REQUIREMENT ::
State how many lines of the data contain the word "recompute", and write nothing besides the number.

----

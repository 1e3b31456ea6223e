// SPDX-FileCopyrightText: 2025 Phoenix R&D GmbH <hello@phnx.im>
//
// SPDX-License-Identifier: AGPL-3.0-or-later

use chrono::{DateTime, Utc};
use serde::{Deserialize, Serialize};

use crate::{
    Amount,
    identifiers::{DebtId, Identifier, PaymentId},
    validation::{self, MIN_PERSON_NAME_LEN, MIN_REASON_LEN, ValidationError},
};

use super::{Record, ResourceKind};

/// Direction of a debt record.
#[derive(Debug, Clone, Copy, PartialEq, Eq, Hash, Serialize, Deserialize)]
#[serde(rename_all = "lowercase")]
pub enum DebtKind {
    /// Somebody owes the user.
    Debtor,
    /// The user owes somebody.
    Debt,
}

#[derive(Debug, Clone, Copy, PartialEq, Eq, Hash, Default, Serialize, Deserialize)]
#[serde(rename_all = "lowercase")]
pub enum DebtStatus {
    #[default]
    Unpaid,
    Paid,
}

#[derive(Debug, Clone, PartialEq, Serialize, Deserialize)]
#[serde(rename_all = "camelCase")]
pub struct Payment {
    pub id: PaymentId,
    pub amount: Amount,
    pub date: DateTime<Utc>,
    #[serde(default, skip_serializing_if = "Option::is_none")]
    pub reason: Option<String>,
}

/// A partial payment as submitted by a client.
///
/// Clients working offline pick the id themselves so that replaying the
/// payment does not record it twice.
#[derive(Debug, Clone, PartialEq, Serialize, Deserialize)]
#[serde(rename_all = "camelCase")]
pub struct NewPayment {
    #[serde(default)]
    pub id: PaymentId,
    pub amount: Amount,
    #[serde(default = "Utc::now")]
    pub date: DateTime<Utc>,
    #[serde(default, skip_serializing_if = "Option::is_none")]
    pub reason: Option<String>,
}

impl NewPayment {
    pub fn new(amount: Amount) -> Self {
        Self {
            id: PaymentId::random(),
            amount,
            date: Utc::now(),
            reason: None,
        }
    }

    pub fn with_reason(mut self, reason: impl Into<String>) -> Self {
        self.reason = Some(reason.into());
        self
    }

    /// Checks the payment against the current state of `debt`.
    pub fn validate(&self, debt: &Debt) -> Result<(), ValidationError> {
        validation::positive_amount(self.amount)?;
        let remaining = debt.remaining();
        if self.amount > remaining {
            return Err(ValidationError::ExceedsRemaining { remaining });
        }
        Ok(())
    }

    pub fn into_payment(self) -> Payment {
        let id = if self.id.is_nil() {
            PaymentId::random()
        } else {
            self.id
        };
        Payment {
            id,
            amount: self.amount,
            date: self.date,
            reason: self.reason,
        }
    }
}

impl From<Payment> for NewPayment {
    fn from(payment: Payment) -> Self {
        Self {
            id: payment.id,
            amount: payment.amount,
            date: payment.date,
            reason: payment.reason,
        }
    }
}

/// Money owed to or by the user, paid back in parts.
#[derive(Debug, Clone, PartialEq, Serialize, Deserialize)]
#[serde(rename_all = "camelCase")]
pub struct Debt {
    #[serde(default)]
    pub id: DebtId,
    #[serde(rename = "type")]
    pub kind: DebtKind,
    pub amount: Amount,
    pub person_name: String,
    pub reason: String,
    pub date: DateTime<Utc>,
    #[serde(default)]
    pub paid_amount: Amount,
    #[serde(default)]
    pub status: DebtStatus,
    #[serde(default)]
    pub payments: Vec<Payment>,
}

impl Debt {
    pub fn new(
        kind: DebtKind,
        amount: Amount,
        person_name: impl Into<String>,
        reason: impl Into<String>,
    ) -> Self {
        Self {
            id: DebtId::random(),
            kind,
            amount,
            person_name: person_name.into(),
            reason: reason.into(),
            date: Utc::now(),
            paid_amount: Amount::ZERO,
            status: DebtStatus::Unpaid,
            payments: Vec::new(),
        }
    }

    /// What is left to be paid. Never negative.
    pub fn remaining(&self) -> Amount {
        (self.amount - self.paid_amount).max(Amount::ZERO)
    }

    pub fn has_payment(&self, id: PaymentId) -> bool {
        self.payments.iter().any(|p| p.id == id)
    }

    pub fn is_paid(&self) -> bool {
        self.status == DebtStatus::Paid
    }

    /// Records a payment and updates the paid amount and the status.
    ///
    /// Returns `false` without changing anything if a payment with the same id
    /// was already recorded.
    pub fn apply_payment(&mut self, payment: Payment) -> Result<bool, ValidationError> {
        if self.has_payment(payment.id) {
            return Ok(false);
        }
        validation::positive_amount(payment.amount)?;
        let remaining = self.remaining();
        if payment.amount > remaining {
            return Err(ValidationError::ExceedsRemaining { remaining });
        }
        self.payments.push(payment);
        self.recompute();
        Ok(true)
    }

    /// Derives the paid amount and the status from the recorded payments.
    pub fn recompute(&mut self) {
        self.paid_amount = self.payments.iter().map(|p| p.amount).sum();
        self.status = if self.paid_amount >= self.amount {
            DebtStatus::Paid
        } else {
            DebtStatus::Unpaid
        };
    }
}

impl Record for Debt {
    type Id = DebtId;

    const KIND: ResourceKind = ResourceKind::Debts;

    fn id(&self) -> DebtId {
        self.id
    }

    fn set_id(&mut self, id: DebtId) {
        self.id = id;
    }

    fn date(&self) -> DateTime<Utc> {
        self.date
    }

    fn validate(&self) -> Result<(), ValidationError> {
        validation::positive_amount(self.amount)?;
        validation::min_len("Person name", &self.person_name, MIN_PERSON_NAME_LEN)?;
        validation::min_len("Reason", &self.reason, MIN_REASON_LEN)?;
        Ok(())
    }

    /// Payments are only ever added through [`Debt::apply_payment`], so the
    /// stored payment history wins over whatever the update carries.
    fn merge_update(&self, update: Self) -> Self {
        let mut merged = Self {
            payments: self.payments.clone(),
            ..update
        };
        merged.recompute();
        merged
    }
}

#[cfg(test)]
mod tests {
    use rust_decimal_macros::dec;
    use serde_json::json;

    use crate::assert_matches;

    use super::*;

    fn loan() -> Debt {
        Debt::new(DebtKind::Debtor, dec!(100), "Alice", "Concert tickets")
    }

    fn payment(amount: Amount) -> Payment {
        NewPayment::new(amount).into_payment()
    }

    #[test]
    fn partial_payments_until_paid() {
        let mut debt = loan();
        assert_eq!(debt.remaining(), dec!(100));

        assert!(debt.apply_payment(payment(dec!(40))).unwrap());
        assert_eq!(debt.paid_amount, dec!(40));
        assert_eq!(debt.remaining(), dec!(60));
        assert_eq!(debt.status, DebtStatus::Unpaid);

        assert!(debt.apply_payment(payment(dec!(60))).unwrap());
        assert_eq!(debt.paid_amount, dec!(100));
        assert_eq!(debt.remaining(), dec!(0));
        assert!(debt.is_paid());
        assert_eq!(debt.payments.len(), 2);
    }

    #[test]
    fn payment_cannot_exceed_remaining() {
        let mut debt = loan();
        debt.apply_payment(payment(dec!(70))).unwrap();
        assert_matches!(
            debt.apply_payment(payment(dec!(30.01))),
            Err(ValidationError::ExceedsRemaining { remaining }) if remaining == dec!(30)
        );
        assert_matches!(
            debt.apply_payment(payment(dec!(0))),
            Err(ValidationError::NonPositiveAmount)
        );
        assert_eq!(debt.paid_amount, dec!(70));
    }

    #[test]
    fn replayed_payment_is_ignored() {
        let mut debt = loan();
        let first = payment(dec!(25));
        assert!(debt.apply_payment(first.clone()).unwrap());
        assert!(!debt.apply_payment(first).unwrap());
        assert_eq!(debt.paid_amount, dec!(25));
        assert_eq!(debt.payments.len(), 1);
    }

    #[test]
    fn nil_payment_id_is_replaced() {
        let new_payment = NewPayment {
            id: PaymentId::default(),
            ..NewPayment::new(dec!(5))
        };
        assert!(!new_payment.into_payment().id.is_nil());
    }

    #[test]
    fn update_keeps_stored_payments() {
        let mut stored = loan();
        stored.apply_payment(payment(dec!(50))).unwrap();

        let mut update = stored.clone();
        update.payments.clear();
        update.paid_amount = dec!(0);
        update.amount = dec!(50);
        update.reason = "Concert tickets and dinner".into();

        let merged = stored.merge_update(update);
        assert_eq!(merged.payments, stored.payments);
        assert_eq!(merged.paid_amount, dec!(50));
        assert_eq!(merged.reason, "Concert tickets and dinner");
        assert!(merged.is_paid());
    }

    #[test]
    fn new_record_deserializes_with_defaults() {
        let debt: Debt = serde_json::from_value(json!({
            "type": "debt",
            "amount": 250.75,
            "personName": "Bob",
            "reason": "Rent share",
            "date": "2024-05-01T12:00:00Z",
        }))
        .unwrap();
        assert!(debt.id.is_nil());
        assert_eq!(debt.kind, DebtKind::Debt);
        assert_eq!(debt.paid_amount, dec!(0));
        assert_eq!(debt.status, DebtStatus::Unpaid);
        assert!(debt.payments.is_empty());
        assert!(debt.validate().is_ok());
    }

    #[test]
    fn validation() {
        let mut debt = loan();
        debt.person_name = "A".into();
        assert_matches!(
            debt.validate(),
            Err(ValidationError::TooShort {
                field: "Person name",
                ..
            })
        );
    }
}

----

EXERCISE OUTPUT ::
3